The Turkish government has seized another news agency affiliated with the Guleninst movement. A court in Istanbul will be appointing an administrator to take over the Cihan news service, according to a notice posted on Cihan’s website on Monday night. Like Zaman, the opposition newspaper that was taken over last Friday, Cihan is affiliated with Turkish President Recep Tayyip Erdogan’s Islamist rival, Fethuallah Gulen, who has a strong following in Turkey.

Headlines

  • With its budget deficit now at more than $100 billion, Saudi officials are reportedly seeking a bank loan of up to $8 billion; if an agreement is made, it would be the first significant borrowing by the Saudi government in more than a decade.

 

  • An Iranian Revolutionary Guard Corps general said yesterday that Iran has more missiles ready to test and that Iran will continue to defy international limits on its ballistic missile program.

 

  • The U.S. military discussed plans to revive a program to train-and-equip mission to support Syrian forces fighting the Islamic State; one general described the revised program as a “thickening effort” to support groups already fighting the Islamic State and said that the program would change its vetting requirements.

 

  • Saudi Arabia and approximately 20 other nations concluded 12 days of military drills yesterday featuring large-scale mock battles; Iran has expressed concern about the exercise but a Saudi general said the exercise was to prepare forces for combat with the region’s “terrorist menace” and was not directed at Iran.

 

  • French Foreign Minister Jean-Marc Ayrault launched a new initiative yesterday to revive the Israeli-Palestinian peace process by summer, but clarified the French position that it will not automatically recognize Palestine as a country if new talks fail, as was suggested in January.

Arguments and Analysis

Seven Ways to Steady a Tunisia under New Attack” (Michael Bechir Ayari, International Crisis Group)

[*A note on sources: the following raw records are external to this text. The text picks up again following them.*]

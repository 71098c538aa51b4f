//! API error type and [`axum::response::IntoResponse`] implementation.

use agenda_core::validate::ValidationErrors;
use axum::{
  Json,
  extract::rejection::BytesRejection,
  http::StatusCode,
  response::{IntoResponse, Response},
};
use serde_json::json;
use thiserror::Error;

/// An error returned by an API handler.
#[derive(Debug, Error)]
pub enum ApiError {
  #[error("not found: {0}")]
  NotFound(String),

  #[error("validation failed: {0}")]
  Validation(ValidationErrors),

  /// The request body could not be read at all (e.g. over the size limit).
  #[error("unreadable body: {message}")]
  Body { status: StatusCode, message: String },

  #[error("store error: {0}")]
  Store(#[source] Box<dyn std::error::Error + Send + Sync>),
}

impl From<agenda_core::Error> for ApiError {
  fn from(e: agenda_core::Error) -> Self {
    match e {
      agenda_core::Error::NotFound(id) => Self::NotFound(format!("contact {id} not found")),
      agenda_core::Error::Validation(errors) => Self::Validation(errors),
      agenda_core::Error::Store(e) => Self::Store(e),
    }
  }
}

impl From<BytesRejection> for ApiError {
  fn from(r: BytesRejection) -> Self {
    Self::Body { status: r.status(), message: r.body_text() }
  }
}

impl IntoResponse for ApiError {
  fn into_response(self) -> Response {
    match self {
      ApiError::NotFound(m) => (StatusCode::NOT_FOUND, Json(json!({ "message": m }))).into_response(),
      ApiError::Validation(errors) => (
        StatusCode::UNPROCESSABLE_ENTITY,
        Json(json!({
          "message": "The given data was invalid.",
          "errors":  errors,
        })),
      )
        .into_response(),
      ApiError::Body { status, message } => {
        (status, Json(json!({ "message": message }))).into_response()
      }
      // Store details stay in the log.
      ApiError::Store(e) => {
        tracing::error!(error = %e, "store failure");
        (
          StatusCode::INTERNAL_SERVER_ERROR,
          Json(json!({ "message": "Server Error" })),
        )
          .into_response()
      }
    }
  }
}
//! CPF (Brazilian taxpayer number) normalization.
//!
//! The number is treated as an opaque digit string; check digits are not
//! verified.

/// Upper bound on the raw (possibly punctuated) input, in characters.
pub const MAX_LEN: usize = 20;

/// Strip every non-digit character, preserving the order of the digits.
///
/// Total: empty or digit-free input yields an empty string.
pub fn normalize(raw: &str) -> String {
  raw.chars().filter(char::is_ascii_digit).collect()
}

/// Whether `raw` contains only digits, `.`, `-`, `/` and ASCII whitespace
/// (space, tab, line feed, vertical tab, form feed, carriage return).
pub fn is_acceptable_raw(raw: &str) -> bool {
  raw.chars().all(|c| {
    c.is_ascii_digit() || matches!(c, '.' | '-' | '/' | ' ' | '\t' | '\n' | '\x0b' | '\x0c' | '\r')
  })
}
//! Encoding and decoding helpers between domain types and SQLite columns.
//!
//! Timestamps are stored as RFC 3339 strings.

use agenda_core::contact::Contact;
use chrono::{DateTime, Utc};

use crate::{Error, Result};

/// Column list shared by every query that yields a [`RawContact`].
pub const CONTACT_COLUMNS: &str = "id, name, email, cpf, created_at, updated_at";

pub fn encode_dt(dt: DateTime<Utc>) -> String { dt.to_rfc3339() }

pub fn decode_dt(s: &str) -> Result<DateTime<Utc>> {
  DateTime::parse_from_rfc3339(s)
    .map(|dt| dt.with_timezone(&Utc))
    .map_err(|e| Error::DateParse(e.to_string()))
}

/// A `contacts` row as read from SQLite, before timestamp parsing.
pub struct RawContact {
  pub id:         i64,
  pub name:       String,
  pub email:      String,
  pub cpf:        String,
  pub created_at: String,
  pub updated_at: String,
}

impl RawContact {
  /// Row mapper for statements selecting [`CONTACT_COLUMNS`].
  pub fn from_row(row: &rusqlite::Row<'_>) -> rusqlite::Result<Self> {
    Ok(Self {
      id:         row.get(0)?,
      name:       row.get(1)?,
      email:      row.get(2)?,
      cpf:        row.get(3)?,
      created_at: row.get(4)?,
      updated_at: row.get(5)?,
    })
  }

  pub fn into_contact(self) -> Result<Contact> {
    Ok(Contact {
      id:         self.id,
      name:       self.name,
      email:      self.email,
      cpf:        self.cpf,
      created_at: decode_dt(&self.created_at)?,
      updated_at: decode_dt(&self.updated_at)?,
    })
  }
}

“This was no simple “terrorist” attack. It was a simultaneous assault on an army barracks, the local headquarters of the National Guard and the city’s police station, accompanied by three targeted assassinations of a customs officer, a police officer and a member of the counter-terrorism unit of the National Guard. It was an attempt at a local insurrection, coordinated by some 50 members of IS sleeper cells in Ben Guerdane. The term ‘terrorist’ would obscure the political objectives of the assault: win the support a part of the city’s notoriously rebellious population by inciting an insurrection even as it takes military control of the city. IS broadcast a revolutionary jihadi message from mosque speakers at dawn and attempted to distribute weapons. In this respect, this week’s attack resembles the events of Gafsa in 1980.”

 

Arab Voices on the Challenges of the New Middle East” (Perry Cammack and Marwan Muasher, Carnegie Endowment for International Peace)

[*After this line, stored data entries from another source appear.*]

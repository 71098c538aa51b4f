//! [`SqliteStore`] — the SQLite implementation of [`ContactStore`].

use std::path::Path;

use chrono::Utc;
use rusqlite::OptionalExtension as _;

use agenda_core::{
  contact::{Contact, ContactChanges, NewContact},
  page::{Page, PageRequest},
  store::{ContactStore, UniqueField},
};

use crate::{
  Error, Result,
  encode::{CONTACT_COLUMNS, RawContact, encode_dt},
  schema::SCHEMA,
};

// ─── Store ───────────────────────────────────────────────────────────────────

/// A contact store backed by a single SQLite file.
///
/// Cloning is cheap — the inner connection is reference-counted.
#[derive(Clone)]
pub struct SqliteStore {
  conn: tokio_rusqlite::Connection,
}

impl SqliteStore {
  /// Open (or create) a store at `path` and run schema initialisation.
  pub async fn open(path: impl AsRef<Path>) -> Result<Self> {
    let path = path.as_ref();
    let conn = tokio_rusqlite::Connection::open(path).await?;
    let store = Self { conn };
    store.init_schema().await?;
    tracing::debug!(path = %path.display(), "sqlite store ready");
    Ok(store)
  }

  /// Open an in-memory store — useful for testing.
  pub async fn open_in_memory() -> Result<Self> {
    let conn = tokio_rusqlite::Connection::open_in_memory().await?;
    let store = Self { conn };
    store.init_schema().await?;
    Ok(store)
  }

  async fn init_schema(&self) -> Result<()> {
    self
      .conn
      .call(|conn| {
        conn.execute_batch(SCHEMA)?;
        Ok(())
      })
      .await?;
    Ok(())
  }
}

// ─── ContactStore impl ───────────────────────────────────────────────────────

impl ContactStore for SqliteStore {
  type Error = Error;

  async fn insert(&self, input: NewContact) -> Result<Contact> {
    let now_str = encode_dt(Utc::now());

    let raw: RawContact = self
      .conn
      .call(move |conn| {
        Ok(conn.query_row(
          &format!(
            "INSERT INTO contacts (name, email, cpf, created_at, updated_at)
             VALUES (?1, ?2, ?3, ?4, ?4)
             RETURNING {CONTACT_COLUMNS}"
          ),
          rusqlite::params![input.name, input.email, input.cpf, now_str],
          RawContact::from_row,
        )?)
      })
      .await?;

    raw.into_contact()
  }

  async fn update_by_id(&self, id: i64, changes: ContactChanges) -> Result<Option<Contact>> {
    let now_str = encode_dt(Utc::now());

    // NULL parameters keep the stored value.
    let raw: Option<RawContact> = self
      .conn
      .call(move |conn| {
        Ok(
          conn
            .query_row(
              &format!(
                "UPDATE contacts SET
                   name       = COALESCE(?2, name),
                   email      = COALESCE(?3, email),
                   cpf        = COALESCE(?4, cpf),
                   updated_at = ?5
                 WHERE id = ?1
                 RETURNING {CONTACT_COLUMNS}"
              ),
              rusqlite::params![id, changes.name, changes.email, changes.cpf, now_str],
              RawContact::from_row,
            )
            .optional()?,
        )
      })
      .await?;

    raw.map(RawContact::into_contact).transpose()
  }

  async fn delete_by_id(&self, id: i64) -> Result<bool> {
    let affected = self
      .conn
      .call(move |conn| {
        Ok(conn.execute("DELETE FROM contacts WHERE id = ?1", rusqlite::params![id])?)
      })
      .await?;
    Ok(affected > 0)
  }

  async fn find_by_id(&self, id: i64) -> Result<Option<Contact>> {
    let raw: Option<RawContact> = self
      .conn
      .call(move |conn| {
        Ok(
          conn
            .query_row(
              &format!("SELECT {CONTACT_COLUMNS} FROM contacts WHERE id = ?1"),
              rusqlite::params![id],
              RawContact::from_row,
            )
            .optional()?,
        )
      })
      .await?;

    raw.map(RawContact::into_contact).transpose()
  }

  async fn list_page_descending(&self, request: PageRequest) -> Result<Page<Contact>> {
    let limit_val  = i64::from(request.per_page());
    let offset_val = i64::try_from(request.offset()).unwrap_or(i64::MAX);

    // Count and scan inside one read transaction so `total` matches `data`.
    let (total, raws): (i64, Vec<RawContact>) = self
      .conn
      .call(move |conn| {
        let tx = conn.transaction()?;
        let total: i64 = tx.query_row("SELECT COUNT(*) FROM contacts", [], |r| r.get(0))?;
        let rows = {
          let mut stmt = tx.prepare(&format!(
            "SELECT {CONTACT_COLUMNS} FROM contacts ORDER BY id DESC LIMIT ?1 OFFSET ?2"
          ))?;
          stmt
            .query_map(rusqlite::params![limit_val, offset_val], RawContact::from_row)?
            .collect::<rusqlite::Result<Vec<_>>>()?
        };
        tx.commit()?;
        Ok((total, rows))
      })
      .await?;

    let data = raws
      .into_iter()
      .map(RawContact::into_contact)
      .collect::<Result<Vec<_>>>()?;

    Ok(Page::new(data, request, total.max(0) as u64))
  }

  async fn is_taken(
    &self,
    field: UniqueField,
    value: &str,
    excluding: Option<i64>,
  ) -> Result<bool> {
    // `as_str` is also the column name; the email column compares NOCASE.
    let sql = format!(
      "SELECT EXISTS(
         SELECT 1 FROM contacts WHERE {} = ?1 AND (?2 IS NULL OR id != ?2)
       )",
      field.as_str()
    );
    let value = value.to_owned();

    let taken: bool = self
      .conn
      .call(move |conn| {
        Ok(conn.query_row(&sql, rusqlite::params![value, excluding], |r| r.get(0))?)
      })
      .await?;

    Ok(taken)
  }
}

“Most responses can be loosely arranged into four broad categories. Roughly four in ten experts articulate some constructive role the United States could play in their region, particularly in the realm of supporting institutional reform, technical assistance, and education. About two in ten call upon the United States to cease interference, reduce its military role, or play no role whatsoever. Another two in ten focus on the Arab-Israeli conflict, calling on the United States to pressure Israel and/or support Palestinian statehood. This result, combined with the experts’ infrequent citation of the Arab-Israeli conflict elsewhere in the survey, suggests that while most of them do not see the Arab-Israeli conflict as among the most urgent crises facing the region, it nonetheless remains a critical lens for evaluating U.S. policy. Lastly, about one in six want the United States to apply more pressure on Arab states, including four experts who advocate U.S. military action to remove President Bashar al-Assad in Syria.”